We probably all know this sequence from the movie Frozen (if not or if you want to refresh your memory, here you go). And we all had nights where we just couldn’t go (back) to sleep because the wheels in our head simply kept turning…
Today is World Sleep Day. It is the 14th annual Sleep Day. There is a different slogan each year. This year’s slogan is Regular Sleep, Healthy Future! Since I am doing a series on sleep here on my blog based on the book Why We Sleep by Matthew Walker, I couldn’t help but express appreciation for this day and our sleep in general. I don’t want to make this long, but let me share 12 popular Tips for healthy sleep with you that many sleep researchers including Matthew Walker, the sleep foundation, NIH Medline Plus and many others have agreed on. I took them from this website.
12 Tips For Healthy Sleep
- Stick to a sleep schedule
Go to bed and wake up at the same time each day, including on weekends. Consistency provides the greatest possibility of healthy sleep. This is the most important tip.
- Exercise, but no later than 2-3 hours before bedtime
Thirty minutes per day is recommended for good physical health, but too much activity too close to bedtime disrupts a normal sleep cycle.
- Avoid caffeine
Be mindful of your intake of coffee, tea, soda and nicotine. As a stimulant, caffeine and nicotine can take as long as eight hours to eliminate effects. Nicotine contributes to lighter sleeping patterns by preventing sufficient REM sleep.
- Avoid alcohol before bed
Heavy use of alcohol robs us of REM sleep. Remaining in lighter stages of sleep eliminates the health benefits of deeper sleep. Heavy alcohol impairs breathing, as well. Those individuals with disordered breathing patterns will be at even greater health risk.
- Avoid large meals and beverages at night
The indigestion that occurs from late-night snacking affects sleep. Frequent need for urination also disrupts sound sleep.
- Avoid medications that delay or disrupt sleep
Some commonly prescribed heart, blood pressure and asthma medications affect sleep patterns. It is wise to discuss alternative medications with your physician or pharmacist to aide in the insomnia produced. Is it possible to take these medications in a lower dose or a different time of day?
- Do not take a naps after 3 p.m.
Naps are helpful for re-energizing our bodies. They can make up for lost sleep. But a nap too late in the day can make it difficult to fall asleep at night, as it disrupts our circadian rhythm.
- Relax before bed
Do not overschedule your day so there is no time to unwind in the evening.
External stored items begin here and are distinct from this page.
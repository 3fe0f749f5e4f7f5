use serde::{Deserialize, Serialize};

/// Name of a realtime channel, e.g. `databases.main.collections.habits.documents`
#[derive(Debug, Clone, PartialEq, Eq, Hash, Serialize, Deserialize)]
pub struct Channel(String);

impl Channel {
    /// Channel carrying every document event of one collection
    pub fn documents(database_id: &str, collection_id: &str) -> Self {
        Self(format!(
            "databases.{}.collections.{}.documents",
            database_id, collection_id
        ))
    }

    pub fn from_string(s: &str) -> Self {
        Self(s.to_string())
    }

    pub fn as_str(&self) -> &str {
        &self.0
    }
}

impl std::fmt::Display for Channel {
    fn fmt(&self, f: &mut std::fmt::Formatter<'_>) -> std::fmt::Result {
        f.write_str(&self.0)
    }
}

#[derive(Debug, Clone, Copy, PartialEq, Eq, Hash, Serialize, Deserialize)]
#[serde(rename_all = "lowercase")]
pub enum DocumentChange {
    Create,
    Update,
    Delete,
}

impl DocumentChange {
    /// Parse an event string such as `databases.*.collections.*.documents.*.create`.
    /// Returns `None` for anything that is not a document event.
    pub fn from_event(event: &str) -> Option<Self> {
        let parts: Vec<&str> = event.split('.').collect();
        if parts.len() < 3 || parts[parts.len() - 3] != "documents" {
            return None;
        }

        match parts[parts.len() - 1] {
            "create" => Some(DocumentChange::Create),
            "update" => Some(DocumentChange::Update),
            "delete" => Some(DocumentChange::Delete),
            _ => None,
        }
    }
}

/// One realtime notification
#[derive(Debug, Clone, PartialEq, Serialize, Deserialize)]
pub struct RealtimeEvent {
    /// Event names, concrete and wildcarded variants of the same change
    #[serde(default)]
    pub events: Vec<String>,
    #[serde(default)]
    pub channels: Vec<String>,
    #[serde(default)]
    pub timestamp: Option<String>,
    #[serde(default)]
    pub payload: serde_json::Value,
}

impl RealtimeEvent {
    /// Distinct document changes named by this event
    pub fn changes(&self) -> Vec<DocumentChange> {
        let mut changes = Vec::new();
        for change in self.events.iter().filter_map(|e| DocumentChange::from_event(e)) {
            if !changes.contains(&change) {
                changes.push(change);
            }
        }
        changes
    }

    pub fn has_change(&self, kind: DocumentChange) -> bool {
        self.events
            .iter()
            .any(|e| DocumentChange::from_event(e) == Some(kind))
    }
}

#[cfg(test)]
mod tests {
    use super::*;

    #[test]
    fn test_document_channel_name() {
        let channel = Channel::documents("main", "habits");
        assert_eq!(channel.as_str(), "databases.main.collections.habits.documents");
    }

    #[test]
    fn test_parse_wildcard_events() {
        assert_eq!(
            DocumentChange::from_event("databases.*.collections.*.documents.*.create"),
            Some(DocumentChange::Create)
        );
        assert_eq!(
            DocumentChange::from_event("databases.db.collections.habits.documents.65f0.update"),
            Some(DocumentChange::Update)
        );
        assert_eq!(
            DocumentChange::from_event("*.documents.*.delete"),
            Some(DocumentChange::Delete)
        );
    }

    #[test]
    fn test_non_document_events_ignored() {
        assert_eq!(DocumentChange::from_event("users.*.sessions.*.create"), None);
        assert_eq!(DocumentChange::from_event("databases.*.collections.*.documents.*"), None);
        assert_eq!(DocumentChange::from_event("create"), None);
        assert_eq!(DocumentChange::from_event(""), None);
    }

    #[test]
    fn test_event_changes_are_deduplicated() {
        let event = RealtimeEvent {
            events: vec![
                "databases.main.collections.habits.documents.abc.create".to_string(),
                "databases.*.collections.*.documents.*.create".to_string(),
                "databases.main.collections.habits.documents.abc".to_string(),
            ],
            channels: vec!["documents".to_string()],
            timestamp: None,
            payload: serde_json::json!({ "$id": "abc" }),
        };

        assert_eq!(event.changes(), vec![DocumentChange::Create]);
        assert!(event.has_change(DocumentChange::Create));
        assert!(!event.has_change(DocumentChange::Delete));
    }

    #[test]
    fn test_event_deserializes_with_missing_fields() {
        let event: RealtimeEvent =
            serde_json::from_str(r#"{"events":["x.documents.y.delete"]}"#).unwrap();
        assert_eq!(event.changes(), vec![DocumentChange::Delete]);
        assert!(event.payload.is_null());
    }
}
Reading a book, listening to relaxing music or attending to a relaxing activity should be a daily sleep ritual.
- Take a hot bath before bed
The drop in body temperature that occurs following this activity will help make you sleepy. The relaxing water will slow you down and get your body ready for sleep.
- Create a dark, cool, gadget-free room for sleep
Eliminate anything in your bedroom that will distract you from sleep (e.g., noises, bright lights, LED lighting, uncomfortable bed, warm room, phones, TVs, computer, etc.). A cool room, comfortable bed and no distraction will promote sleep.
- Have the correct sunlight exposure
Daylight is the key to regulating daily sleep patterns. The rituals at night are important, but getting outside for natural light exposure for at least 30 minutes per day will help maintain our natural sleep clock. If you have trouble sleeping, it is recommended by sleep experts to achieve an hour of morning sun exposure each day and turn down the lights before bedtime.
- Do not lie in bed awake
If you are awake for 20 minutes with difficulty falling asleep, get out of bed. Begin an activity that is relaxing until you are sleepy. Remaining anxious and awake in bed will make it even more difficult to fall asleep.